Creo firmemente que viajar es la mejor manera de conseguir desarrollar plenamente el ser, y en la aventura no como experiencia coyuntural si no como estado mental. Mis últimas travesuras me han llevado a compartir la rutina de los templos budistas de la belicosa Cachemira, teniendo que dar propina a militares para alcanzar algunos de ellos, de las tribus escondidas en junglas africanas y asiáticas, de los cenobios de saddhus y otros anacoretas en cuevas del alto Himalaya, o de los nómadas en sus caravanas de camellos en Mauritania. Buenos sustos me he llevado al verme cerca de tiroteos, huyendo de la guerilla en la India tribal, retenido en calabozos mugrientos de la antigua Yugoslavia y África, cerca de un coche bomba que me despertó sobresaltado, perseguido por traficantes de opio machete en mano a través de los bosques fronterizos de Laos-China o sobrevivido a una malaria que casi no cuento, entre otras experiencias como las que conté aquí.

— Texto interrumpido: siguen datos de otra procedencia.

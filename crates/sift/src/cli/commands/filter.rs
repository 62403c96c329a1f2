//! Implementation of `sift filter`.

use std::process::ExitCode;

use sift_frame::{Polarity, filter};

use super::shared::{fail, finish, keyword_expr, load_frame};
use crate::cli::{args::FilterCommand, context::CommandContext, output::emit_frame};

/// Keeps (or with `--exclude`, drops) the rows matching a keyword filter.
pub fn run(ctx: &CommandContext, cmd: &FilterCommand) -> ExitCode {
    finish(execute(ctx, cmd))
}

/// Command body.
fn execute(ctx: &CommandContext, cmd: &FilterCommand) -> Result<(), ExitCode> {
    let config = &ctx.config;
    let column = cmd.column.as_deref().unwrap_or(&config.text.column);
    let (polarity, fallback) = if cmd.exclude {
        (Polarity::Exclude, &config.keywords.exclude)
    } else {
        (Polarity::Include, &config.keywords.include)
    };
    let expr = keyword_expr(&cmd.keywords, fallback, config.keywords.logic.as_deref())?;

    let frame = load_frame(&cmd.input)?;
    let kept = filter(&frame, column, &expr, polarity).map_err(fail)?;
    emit_frame(&kept, &cmd.output)
}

Aún así, no tomo estos hechos más que como experiencias, o una suerte de «peaje» requerido para cumplir varios de mis sueños, pues gracias a ellos he podido alcanzar lugares poco o nada transitados para conocer a sus habitantes, pasear por territorio tibetano entrando en este país ilegalmente tras cruzar a pie el paso Mana desde India, convivir con etnias primitivas en selvas africanas y bosques asiáticos, familias touaregs que siguen comerciando con sal en el desierto, refugiados afganos y pakistaníes en la conflictiva Cachemira, con seguidores de religiones minoritarias en Irak, caí deleitado ante parajes de ensueño, sentí la libertad del aventón por las escondidas pistas del Sáhara y otro puñado de experiencias poco comunes…
Encuentro la felicidad siguiendo mi convicción de que no luchar por los sueños es engañarse a si mismo, amén de ser una manera de mantenerse joven al menos en espíritu. Por ello no paro de luchar por los míos, aparte de, como no podría ser de otra forma, seguir soñando.
Cada vez que me echo la mochila al hombro, sediento de nuevas experiencias, siento que el viaje me da consciencia, que casi siento físicamente, de una pequeña pero nueva parte de mi por ello mi aspiración es llegar a conocer todos los territorios de este planeta y, en consecuencia, a mí mismo.